All lines with the word "MappedBlock" must be pulled from the entries below.

> **Data under study**:
= = = =
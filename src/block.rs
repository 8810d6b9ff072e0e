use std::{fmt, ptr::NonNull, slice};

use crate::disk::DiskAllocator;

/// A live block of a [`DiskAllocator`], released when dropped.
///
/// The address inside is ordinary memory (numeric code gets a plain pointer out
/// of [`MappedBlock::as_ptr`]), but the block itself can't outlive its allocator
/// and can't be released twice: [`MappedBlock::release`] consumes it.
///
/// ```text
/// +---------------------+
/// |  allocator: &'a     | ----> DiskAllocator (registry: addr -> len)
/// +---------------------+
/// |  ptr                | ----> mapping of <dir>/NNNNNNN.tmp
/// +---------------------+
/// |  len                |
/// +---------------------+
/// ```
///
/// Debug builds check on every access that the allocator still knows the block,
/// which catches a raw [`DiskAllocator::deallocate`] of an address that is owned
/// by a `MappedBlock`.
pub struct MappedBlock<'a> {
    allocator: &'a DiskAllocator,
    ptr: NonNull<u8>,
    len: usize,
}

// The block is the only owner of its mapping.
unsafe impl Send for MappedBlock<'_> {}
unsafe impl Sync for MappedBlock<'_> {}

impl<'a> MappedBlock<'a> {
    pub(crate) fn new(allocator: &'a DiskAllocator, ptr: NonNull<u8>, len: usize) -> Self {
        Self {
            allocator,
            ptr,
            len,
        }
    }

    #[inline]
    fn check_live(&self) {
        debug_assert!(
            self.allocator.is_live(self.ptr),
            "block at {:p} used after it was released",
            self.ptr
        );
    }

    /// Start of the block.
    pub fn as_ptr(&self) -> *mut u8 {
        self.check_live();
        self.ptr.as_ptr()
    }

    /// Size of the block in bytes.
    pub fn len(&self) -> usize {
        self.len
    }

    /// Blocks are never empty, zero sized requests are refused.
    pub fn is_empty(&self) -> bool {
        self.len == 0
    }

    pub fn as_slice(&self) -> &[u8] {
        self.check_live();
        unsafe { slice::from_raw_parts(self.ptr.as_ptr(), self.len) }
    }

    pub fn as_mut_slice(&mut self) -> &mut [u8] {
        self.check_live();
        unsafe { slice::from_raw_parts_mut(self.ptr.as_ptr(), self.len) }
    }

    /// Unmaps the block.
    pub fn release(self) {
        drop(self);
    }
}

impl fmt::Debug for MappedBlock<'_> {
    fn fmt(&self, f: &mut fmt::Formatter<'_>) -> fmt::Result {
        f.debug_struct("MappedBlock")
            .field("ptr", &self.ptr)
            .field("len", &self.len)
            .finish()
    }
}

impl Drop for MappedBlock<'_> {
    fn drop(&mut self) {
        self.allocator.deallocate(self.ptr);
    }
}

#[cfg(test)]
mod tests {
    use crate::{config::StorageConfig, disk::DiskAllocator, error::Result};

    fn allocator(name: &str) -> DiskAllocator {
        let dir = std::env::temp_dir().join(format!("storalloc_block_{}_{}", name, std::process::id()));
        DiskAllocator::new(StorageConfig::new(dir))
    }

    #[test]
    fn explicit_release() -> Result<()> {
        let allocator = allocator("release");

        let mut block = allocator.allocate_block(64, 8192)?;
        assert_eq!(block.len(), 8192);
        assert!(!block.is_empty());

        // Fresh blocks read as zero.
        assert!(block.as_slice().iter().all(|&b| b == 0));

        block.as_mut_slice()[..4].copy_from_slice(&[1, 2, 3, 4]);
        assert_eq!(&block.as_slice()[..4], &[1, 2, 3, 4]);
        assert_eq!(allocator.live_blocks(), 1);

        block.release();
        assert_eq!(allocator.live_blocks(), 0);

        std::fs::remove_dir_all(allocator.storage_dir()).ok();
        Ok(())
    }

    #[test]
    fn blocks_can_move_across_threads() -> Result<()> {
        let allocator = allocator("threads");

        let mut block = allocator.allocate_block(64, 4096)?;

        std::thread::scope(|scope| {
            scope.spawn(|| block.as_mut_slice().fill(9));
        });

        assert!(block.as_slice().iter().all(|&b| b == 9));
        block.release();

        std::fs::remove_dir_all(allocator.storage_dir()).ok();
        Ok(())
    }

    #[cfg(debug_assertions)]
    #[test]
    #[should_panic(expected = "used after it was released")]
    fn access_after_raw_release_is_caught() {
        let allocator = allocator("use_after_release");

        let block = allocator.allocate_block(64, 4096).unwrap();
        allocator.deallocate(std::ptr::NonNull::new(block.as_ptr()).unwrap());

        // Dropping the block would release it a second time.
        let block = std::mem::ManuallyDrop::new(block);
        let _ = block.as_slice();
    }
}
= = = =
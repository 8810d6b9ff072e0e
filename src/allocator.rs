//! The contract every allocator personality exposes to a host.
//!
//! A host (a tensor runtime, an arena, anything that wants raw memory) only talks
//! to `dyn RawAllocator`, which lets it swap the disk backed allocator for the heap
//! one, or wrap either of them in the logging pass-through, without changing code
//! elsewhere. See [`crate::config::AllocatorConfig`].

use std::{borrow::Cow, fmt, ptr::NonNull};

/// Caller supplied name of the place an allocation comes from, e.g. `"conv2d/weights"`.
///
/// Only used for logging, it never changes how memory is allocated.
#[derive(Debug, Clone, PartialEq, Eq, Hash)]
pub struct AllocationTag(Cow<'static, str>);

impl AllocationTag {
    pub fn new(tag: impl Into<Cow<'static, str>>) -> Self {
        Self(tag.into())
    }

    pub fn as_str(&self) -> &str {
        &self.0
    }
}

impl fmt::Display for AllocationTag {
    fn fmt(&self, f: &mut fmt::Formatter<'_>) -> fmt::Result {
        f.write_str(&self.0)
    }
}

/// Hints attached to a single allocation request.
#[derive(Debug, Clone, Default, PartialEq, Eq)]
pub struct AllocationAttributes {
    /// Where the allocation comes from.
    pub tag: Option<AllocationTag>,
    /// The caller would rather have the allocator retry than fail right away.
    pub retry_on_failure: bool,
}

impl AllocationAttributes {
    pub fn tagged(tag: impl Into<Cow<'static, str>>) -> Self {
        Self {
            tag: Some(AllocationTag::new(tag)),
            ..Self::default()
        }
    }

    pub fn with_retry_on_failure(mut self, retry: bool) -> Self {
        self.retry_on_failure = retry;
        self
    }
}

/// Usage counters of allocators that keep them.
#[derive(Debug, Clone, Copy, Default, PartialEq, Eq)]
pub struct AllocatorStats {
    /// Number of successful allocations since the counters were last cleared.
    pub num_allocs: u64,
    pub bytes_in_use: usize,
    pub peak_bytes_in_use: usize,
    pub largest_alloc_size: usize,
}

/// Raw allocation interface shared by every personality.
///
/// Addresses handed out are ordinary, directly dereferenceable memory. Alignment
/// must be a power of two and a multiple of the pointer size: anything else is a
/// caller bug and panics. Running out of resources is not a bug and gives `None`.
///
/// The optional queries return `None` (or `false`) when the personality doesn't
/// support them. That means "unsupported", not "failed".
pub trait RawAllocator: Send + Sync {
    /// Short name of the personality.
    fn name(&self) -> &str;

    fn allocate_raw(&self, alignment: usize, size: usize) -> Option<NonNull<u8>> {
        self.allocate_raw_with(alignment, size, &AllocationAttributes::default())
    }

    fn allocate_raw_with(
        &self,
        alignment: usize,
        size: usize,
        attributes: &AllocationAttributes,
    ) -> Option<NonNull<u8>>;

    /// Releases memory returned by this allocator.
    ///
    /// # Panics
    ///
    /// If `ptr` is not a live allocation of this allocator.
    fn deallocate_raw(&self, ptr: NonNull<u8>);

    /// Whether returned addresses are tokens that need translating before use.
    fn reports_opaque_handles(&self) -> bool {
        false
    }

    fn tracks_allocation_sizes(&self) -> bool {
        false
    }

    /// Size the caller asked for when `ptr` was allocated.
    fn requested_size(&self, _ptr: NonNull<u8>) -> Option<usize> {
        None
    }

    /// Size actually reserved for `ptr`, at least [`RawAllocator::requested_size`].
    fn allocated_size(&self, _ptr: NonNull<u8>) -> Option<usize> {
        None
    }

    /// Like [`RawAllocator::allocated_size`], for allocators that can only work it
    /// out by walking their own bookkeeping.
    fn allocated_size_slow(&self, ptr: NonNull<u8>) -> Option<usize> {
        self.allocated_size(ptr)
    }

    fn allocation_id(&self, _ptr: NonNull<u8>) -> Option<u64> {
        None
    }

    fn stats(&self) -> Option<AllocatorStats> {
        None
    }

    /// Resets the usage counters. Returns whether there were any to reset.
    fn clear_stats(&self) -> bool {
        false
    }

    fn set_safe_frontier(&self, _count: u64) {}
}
= = = =
> **Task result**:
/// of [`MappedBlock::as_ptr`]), but the block itself can't outlive its allocator
/// and can't be released twice: [`MappedBlock::release`] consumes it.
/// by a `MappedBlock`.
pub struct MappedBlock<'a> {
unsafe impl Send for MappedBlock<'_> {}
unsafe impl Sync for MappedBlock<'_> {}
impl<'a> MappedBlock<'a> {
impl fmt::Debug for MappedBlock<'_> {
        f.debug_struct("MappedBlock")
impl Drop for MappedBlock<'_> {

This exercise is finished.